◆ **Task item**: The response must consist of each line in the listing that has the word "PathBuf" in it.

◆ **Exercise data**:
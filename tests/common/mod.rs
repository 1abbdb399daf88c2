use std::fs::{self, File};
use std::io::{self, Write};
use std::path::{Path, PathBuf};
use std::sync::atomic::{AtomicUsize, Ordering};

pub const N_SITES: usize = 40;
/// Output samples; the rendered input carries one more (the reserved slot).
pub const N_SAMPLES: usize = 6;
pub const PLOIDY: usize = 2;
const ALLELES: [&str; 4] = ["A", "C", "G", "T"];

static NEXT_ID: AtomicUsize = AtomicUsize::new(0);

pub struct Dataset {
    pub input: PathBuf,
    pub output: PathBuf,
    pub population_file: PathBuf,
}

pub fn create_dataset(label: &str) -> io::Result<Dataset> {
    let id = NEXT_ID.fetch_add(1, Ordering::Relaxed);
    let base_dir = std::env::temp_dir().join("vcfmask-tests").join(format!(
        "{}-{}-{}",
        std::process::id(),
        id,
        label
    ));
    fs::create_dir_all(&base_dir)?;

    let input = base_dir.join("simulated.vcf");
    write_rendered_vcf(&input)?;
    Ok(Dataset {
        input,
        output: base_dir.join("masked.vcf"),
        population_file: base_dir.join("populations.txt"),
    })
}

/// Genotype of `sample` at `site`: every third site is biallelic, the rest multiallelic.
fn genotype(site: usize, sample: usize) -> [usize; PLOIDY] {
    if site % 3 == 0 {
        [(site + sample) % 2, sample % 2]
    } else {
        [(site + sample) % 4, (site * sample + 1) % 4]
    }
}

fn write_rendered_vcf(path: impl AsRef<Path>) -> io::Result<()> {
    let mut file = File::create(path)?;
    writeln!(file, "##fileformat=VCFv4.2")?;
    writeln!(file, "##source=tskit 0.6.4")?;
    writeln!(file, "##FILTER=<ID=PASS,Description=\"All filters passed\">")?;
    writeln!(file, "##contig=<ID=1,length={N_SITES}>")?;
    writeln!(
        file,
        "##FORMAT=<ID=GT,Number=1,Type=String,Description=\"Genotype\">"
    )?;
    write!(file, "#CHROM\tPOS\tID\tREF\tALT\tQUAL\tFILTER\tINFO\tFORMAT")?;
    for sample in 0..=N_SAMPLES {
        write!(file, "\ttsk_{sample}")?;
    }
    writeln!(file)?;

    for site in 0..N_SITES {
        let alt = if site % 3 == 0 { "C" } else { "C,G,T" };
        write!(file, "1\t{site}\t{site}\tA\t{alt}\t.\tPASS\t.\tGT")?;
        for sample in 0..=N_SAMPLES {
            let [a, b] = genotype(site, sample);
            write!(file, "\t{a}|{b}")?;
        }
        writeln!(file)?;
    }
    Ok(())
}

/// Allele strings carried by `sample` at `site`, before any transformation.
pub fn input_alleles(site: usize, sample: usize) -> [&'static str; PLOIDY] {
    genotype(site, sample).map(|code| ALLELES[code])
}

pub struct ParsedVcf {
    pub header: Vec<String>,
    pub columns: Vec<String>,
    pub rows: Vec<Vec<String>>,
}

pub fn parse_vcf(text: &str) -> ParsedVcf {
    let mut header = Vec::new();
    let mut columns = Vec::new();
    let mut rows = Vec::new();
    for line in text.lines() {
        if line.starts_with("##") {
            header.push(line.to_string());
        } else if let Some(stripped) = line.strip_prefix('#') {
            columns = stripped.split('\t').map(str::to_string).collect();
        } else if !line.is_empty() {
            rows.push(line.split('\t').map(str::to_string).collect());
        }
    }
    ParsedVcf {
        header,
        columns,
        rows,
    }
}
--
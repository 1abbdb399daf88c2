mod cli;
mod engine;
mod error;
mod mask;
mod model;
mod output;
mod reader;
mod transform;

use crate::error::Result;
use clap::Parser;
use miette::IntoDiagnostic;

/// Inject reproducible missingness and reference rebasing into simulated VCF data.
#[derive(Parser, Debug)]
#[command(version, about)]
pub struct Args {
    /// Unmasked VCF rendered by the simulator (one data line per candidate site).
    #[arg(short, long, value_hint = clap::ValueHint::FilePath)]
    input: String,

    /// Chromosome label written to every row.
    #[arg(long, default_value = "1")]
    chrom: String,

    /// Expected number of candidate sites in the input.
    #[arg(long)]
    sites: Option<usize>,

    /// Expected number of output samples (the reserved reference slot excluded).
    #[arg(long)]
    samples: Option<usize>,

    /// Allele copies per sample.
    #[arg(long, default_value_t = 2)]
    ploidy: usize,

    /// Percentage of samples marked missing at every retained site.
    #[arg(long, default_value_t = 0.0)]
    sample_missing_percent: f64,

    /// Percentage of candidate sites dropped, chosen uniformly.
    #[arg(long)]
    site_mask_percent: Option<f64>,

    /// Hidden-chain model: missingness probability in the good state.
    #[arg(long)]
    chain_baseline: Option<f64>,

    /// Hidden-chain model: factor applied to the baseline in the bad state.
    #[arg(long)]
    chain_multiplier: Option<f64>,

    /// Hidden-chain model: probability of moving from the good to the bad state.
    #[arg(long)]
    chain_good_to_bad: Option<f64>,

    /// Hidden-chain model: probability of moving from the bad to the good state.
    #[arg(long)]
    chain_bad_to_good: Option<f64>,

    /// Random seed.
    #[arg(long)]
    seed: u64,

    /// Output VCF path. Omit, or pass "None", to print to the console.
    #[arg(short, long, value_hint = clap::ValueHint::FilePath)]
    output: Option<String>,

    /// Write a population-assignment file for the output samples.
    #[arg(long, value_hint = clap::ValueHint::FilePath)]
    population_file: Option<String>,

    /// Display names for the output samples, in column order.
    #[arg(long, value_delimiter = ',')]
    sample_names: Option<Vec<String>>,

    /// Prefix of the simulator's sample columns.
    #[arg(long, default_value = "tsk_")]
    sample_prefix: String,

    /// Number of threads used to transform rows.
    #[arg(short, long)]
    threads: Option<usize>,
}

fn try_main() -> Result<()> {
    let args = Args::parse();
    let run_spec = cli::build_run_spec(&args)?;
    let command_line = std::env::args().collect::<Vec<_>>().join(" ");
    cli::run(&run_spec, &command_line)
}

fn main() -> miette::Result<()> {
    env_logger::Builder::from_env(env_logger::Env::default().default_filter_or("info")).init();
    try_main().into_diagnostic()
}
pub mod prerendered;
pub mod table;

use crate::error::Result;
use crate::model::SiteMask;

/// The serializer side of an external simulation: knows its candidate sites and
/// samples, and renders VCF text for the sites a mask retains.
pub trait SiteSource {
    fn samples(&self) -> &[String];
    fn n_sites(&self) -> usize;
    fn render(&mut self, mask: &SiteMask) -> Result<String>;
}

◆ **Reply to the exercise**:
use std::path::{Path, PathBuf};
    pub input: PathBuf,
    pub output: PathBuf,
    pub population_file: PathBuf,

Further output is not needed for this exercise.